For convenience, I have broken this page into a few different sections.

Travel Plans

Book as soon as you put the deposit down.
Getting Kazoo didn't feel real to me even though I paid for her. I sort of felt like it could have been a scam despite my research, and that the whole thing was a dream so I pushed it off until I could no longer push it off.
Cost wise, this wasn't too traumatic for me, as I live by a major airport and my breeder was willing to meet me at a different major airport. Prices, however, basically doubled overnight on the Monday before my Saturday pickup.

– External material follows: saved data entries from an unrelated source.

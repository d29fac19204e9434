//! The pack collaborator boundary.
//!
//! The production signal codec (named-field dictionary to payload bytes, checksum
//! applied per the platform's signal database) lives outside this crate; here it
//! is consumed behind the [`CanPacker`] trait. [`CapturePacker`] is the in-repo
//! stand-in used by the replay binary and the test suite: it produces a minimal
//! deterministic payload carrying the counter nibble and a valid checksum, and
//! records every pack call for inspection.

use core::cell::RefCell;

use thiserror::Error;

use crate::checksum::{crc8h2f, xor_checksum, ChecksumKind};
use crate::platform::MessageCatalog;
use crate::types::{Bus, FieldMap, PayloadBuf, COUNTER_FIELD};

#[derive(Debug, Error, Clone, Copy, PartialEq, Eq)]
pub enum PackError {
    #[error("message `{0}` is not in the signal database")]
    UnknownMessage(&'static str),
    #[error("payload buffer capacity exceeded")]
    Capacity,
}

/// Opaque `pack(message, bus, fields) -> payload` collaborator.
pub trait CanPacker {
    fn pack(
        &self,
        message: &'static str,
        bus: Bus,
        values: &FieldMap,
    ) -> Result<PayloadBuf, PackError>;
}

#[derive(Debug, Clone)]
pub struct PackRecord {
    pub message: &'static str,
    pub bus: Bus,
    pub values: FieldMap,
}

/// Deterministic packer double over a platform catalog.
#[derive(Debug)]
pub struct CapturePacker {
    catalog: &'static MessageCatalog,
    records: RefCell<Vec<PackRecord>>,
}

impl CapturePacker {
    pub fn new(catalog: &'static MessageCatalog) -> Self {
        Self {
            catalog,
            records: RefCell::new(Vec::new()),
        }
    }

    /// Pack calls made so far, oldest first.
    pub fn records(&self) -> Vec<PackRecord> {
        self.records.borrow().clone()
    }

    pub fn record_count(&self) -> usize {
        self.records.borrow().len()
    }

    pub fn clear(&self) {
        self.records.borrow_mut().clear();
    }

    /// Records for one message name, oldest first.
    pub fn records_for(&self, message: &str) -> Vec<PackRecord> {
        self.records
            .borrow()
            .iter()
            .filter(|r| r.message == message)
            .cloned()
            .collect()
    }
}

impl CanPacker for CapturePacker {
    fn pack(
        &self,
        message: &'static str,
        bus: Bus,
        values: &FieldMap,
    ) -> Result<PayloadBuf, PackError> {
        let spec = self
            .catalog
            .find(message)
            .ok_or(PackError::UnknownMessage(message))?;

        let mut payload = PayloadBuf::new();
        payload.resize(8, 0).map_err(|_| PackError::Capacity)?;
        let counter = values.get(COUNTER_FIELD).copied().unwrap_or(0.0) as u8;
        payload[1] = counter & 0x0F;
        payload[0] = match spec.checksum {
            ChecksumKind::Crc8h2f => crc8h2f(spec.address, &payload),
            ChecksumKind::Xor => xor_checksum(0, &payload),
        };

        self.records.borrow_mut().push(PackRecord {
            message,
            bus,
            values: values.clone(),
        });
        Ok(payload)
    }
}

I was lucky enough to find a last-minute cheap flight, but last-minute searching was not worth the anxiety.
It is also worth noting that some airlines do need a certain amount of advance notice for flying with a pet, and that some airlines charge additional fees for long layovers with pets. Since you cannot stand at a gate and wait for a last minute cancellation when you have a pet, and you need to order a bag anyway, at the very least I would suggest not buying tickets the week of your flight.

Pet Carrier

Call the airport and double check size.
I'm not sure if all airlines do this, but I flew through Spirit and when I called to add a pet onto my flight, they offered to sell me a bag. This bag was priced at $45, and I didn't purchase it as I could get one half the price elsewhere. This, however, did give me a piece of mind that if my carrier did not come in the mail, it was theoretically possible to pick up a bag at the last minute.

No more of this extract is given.